Focusing on reducing food waste in the city, the idea would see the students source unused food from outlets such as supermarkets and use the kitchen facilities of partner organisations to create meals.

They would then sell the food from a tuk tuk, stopping at various locations in the city, on a ‘Pay as You Feel’ basis, meaning people give what they can afford or feel the food is worth.

Robyn said: “It is essentially a pop-up, portable café which sources excess food that is still good to eat. A huge amount of food that is still edible gets wasted in the UK every day so this would be a way of reducing that wastage through a social enterprise.”

Bogdan said: “We were surprised that our project attracted the most support from stakeholders but we are confident in the concept. Social enterprise and food waste are topics which have a high degree of visibility at the moment and we believe Fit Dish has a huge amount of potential to be successful.”

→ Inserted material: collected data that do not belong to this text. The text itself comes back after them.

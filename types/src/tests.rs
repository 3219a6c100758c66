use super::*;
use std::collections::HashSet;

fn sample_user() -> UserRecord {
    UserRecord::new(7, "striker".to_string(), Locale::EnUs, 1_700_000_000, &GameRules::default())
}

#[test]
fn test_new_user_starts_from_rules() {
    let rules = GameRules {
        starting_coins: 5,
        starting_tickets: 6,
        daily_minigame_attempts: 2,
        ..GameRules::default()
    };
    let user = UserRecord::new(1, "a".to_string(), Locale::RuRu, 42, &rules);
    assert_eq!(user.balances.coins, 5);
    assert_eq!(user.balances.tickets, 6);
    assert_eq!(user.minigame_attempts_left, 2);
    assert_eq!(user.profile.registered_at, 42);
    assert_eq!(user.record, MatchRecord::default());
    assert!(!user.ban.is_banned);
    assert!(user.validate_invariants().is_ok());
}

#[test]
fn test_invariants_reject_counter_overflow() {
    let mut user = sample_user();
    user.record = MatchRecord {
        games_played: 3,
        victories: 2,
        defeats: 2,
    };
    assert_eq!(
        user.validate_invariants(),
        Err(UserInvariantError::CountersExceedGames {
            victories: 2,
            defeats: 2,
            games_played: 3,
        })
    );
}

#[test]
fn test_invariants_reject_ghost_above_raw() {
    let mut user = sample_user();
    user.packs.add(PackTier::Big, 1);
    user.ghost_packs.add(PackTier::Big, 2);
    assert!(matches!(
        user.validate_invariants(),
        Err(UserInvariantError::GhostExceedsRaw {
            tier: PackTier::Big,
            ..
        })
    ));
}

#[test]
fn test_draws_are_games_minus_decisions() {
    let record = MatchRecord {
        games_played: 10,
        victories: 4,
        defeats: 3,
    };
    assert_eq!(record.draws(), 3);
}

#[test]
fn test_ban_expiry() {
    let mut ban = BanState::default();
    assert!(!ban.is_active(100));

    ban.is_banned = true;
    assert!(ban.is_active(100), "ban without expiry is indefinite");

    ban.ban_end = Some(200);
    assert!(ban.is_active(199));
    assert!(!ban.is_active(200));
}

#[test]
fn test_locale_from_language_code() {
    assert_eq!(Locale::from_language_code(Some("uk")), Locale::UkUa);
    assert_eq!(Locale::from_language_code(Some("RU")), Locale::RuRu);
    assert_eq!(Locale::from_language_code(Some("cs")), Locale::CsCz);
    assert_eq!(Locale::from_language_code(Some("en")), Locale::EnUs);
    assert_eq!(Locale::from_language_code(Some("de")), Locale::EnUs);
    assert_eq!(Locale::from_language_code(None), Locale::EnUs);
}

#[test]
fn test_locale_parse_and_serde_agree() {
    for locale in Locale::ALL {
        assert_eq!(locale.as_str().parse::<Locale>(), Ok(locale));
        let json = serde_json::to_string(&locale).unwrap();
        assert_eq!(json, format!("\"{}\"", locale.as_str()));
    }
    assert!("xx_XX".parse::<Locale>().is_err());
}

#[test]
fn test_default_rules_are_valid() {
    assert_eq!(GameRules::default().validate(), Ok(()));
}

#[test]
fn test_rules_validation() {
    let rules = GameRules {
        match_min_score: 6,
        match_max_score: 5,
        ..GameRules::default()
    };
    assert!(matches!(
        rules.validate(),
        Err(RulesError::EmptyRange {
            name: "match score",
            ..
        })
    ));

    let mut rules = GameRules::default();
    rules.coefficients.defeat = 1;
    assert_eq!(
        rules.validate(),
        Err(RulesError::PositiveDefeatCoefficient(1))
    );

    let rules = GameRules {
        daily_minigame_attempts: 0,
        ..GameRules::default()
    };
    assert_eq!(rules.validate(), Err(RulesError::NoDailyAttempts));
}

#[test]
fn test_partial_rules_file_keeps_defaults() {
    let yaml = "match_cost_coins: 75\ncoefficients:\n  victory: 12\n";
    let rules: GameRules = serde_yaml::from_str(yaml).unwrap();
    assert_eq!(rules.match_cost_coins, 75);
    assert_eq!(rules.coefficients.victory, 12);
    assert_eq!(rules.coefficients.defeat, constants::DEFEAT_COEFFICIENT);
    assert_eq!(rules.match_cost_tickets, constants::MATCH_COST_TICKETS);
}

#[test]
fn test_without_waits() {
    let rules = GameRules::default().without_waits();
    assert_eq!(rules.match_wait_ms(), 0..=0);
    assert_eq!(rules.penalty_wait_ms(), 0..=0);
}

#[test]
fn test_error_message_keys() {
    let errors = [
        GameError::NotFound { user_id: 1 },
        GameError::AlreadyRegistered { user_id: 1 },
        GameError::InvalidName { len: 0, max: 32 },
        GameError::Banned {
            user_id: 1,
            until: None,
        },
        GameError::InsufficientResources {
            have_coins: 0,
            have_tickets: 0,
            need_coins: 1,
            need_tickets: 1,
        },
        GameError::NoOpponent { position: 1 },
        GameError::NoAttemptsLeft,
        GameError::NotEligible {
            success: 0,
            required: 1,
        },
        GameError::SelfReferral,
        GameError::Forbidden { user_id: 1 },
        GameError::StoreUnavailable("disk".to_string()),
    ];
    let keys: HashSet<_> = errors.iter().map(GameError::message_key).collect();
    let kinds: HashSet<_> = errors.iter().map(GameError::kind).collect();
    assert_eq!(keys.len(), errors.len(), "every kind has its own template");
    assert_eq!(kinds.len(), errors.len());
    assert_eq!(
        errors.iter().filter(|err| !err.is_expected()).count(),
        1,
        "only store failures are unexpected"
    );
}

#[test]
fn test_store_error_conversion_keeps_context() {
    let err = anyhow::anyhow!("disk I/O error").context("settle match");
    let game_err = GameError::from(err);
    assert_eq!(
        game_err,
        GameError::StoreUnavailable("settle match: disk I/O error".to_string())
    );
}

#[test]
fn test_match_outcome_serializes_tagged() {
    let outcome = MatchOutcome::Loss {
        reason: LossReason::Offside,
    };
    let json = serde_json::to_value(outcome).unwrap();
    assert_eq!(json["kind"], "loss");
    assert_eq!(json["reason"], "offside");
}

Jordan added: “We’ve researched how these things have worked elsewhere around the country see it is an opportunity to create something really positive – it is a way of bringing people together and overcoming social barriers.”

The CityLab initiative, which was led by Aberdeen City Council Transformation and Innovation Officer Zoe Evans, was inspired by a similar scheme in Vancouver and aims to create a path for students to gain live client experience in the working world while helping to create sustainable projects to develop a better city and community.

Aberdeen City Council Communities, Housing and Infrastructure convener Councillor Neil Cooney said: “I am very impressed with the ideas that the students taking part in the CityLab project have come up with and am delighted to hear that the aim is now to develop some of these projects further.

“The aim of the initiative is to look at how we can create a culture of innovation in Aberdeen, and I hope that the students can attract partners to come on board and help them take these projects to fruition.”

Dr. Bruce Scharlau, senior teaching fellow at Aberdeen University, said: “This project is all about looking at how we can get students out of the classroom and into the city – to engage with people, to come up with new ideas and create something positive for the community.

“It is quite amazing what the students have managed to do in just a term and this is just the first CityLab of hopefully many.”

Dr. Jon Pengelly, product design lecturer at Gray’s School of Art, said: “It has been great seeing the range of ideas that the students have developed and what has really struck me is the way that each of them has really been able to tap into a key issue for the city – the students have shown a real awareness of what is happening in Aberdeen and the solutions that they have presented reflect that.”

The next CityLab will take place in September 2016.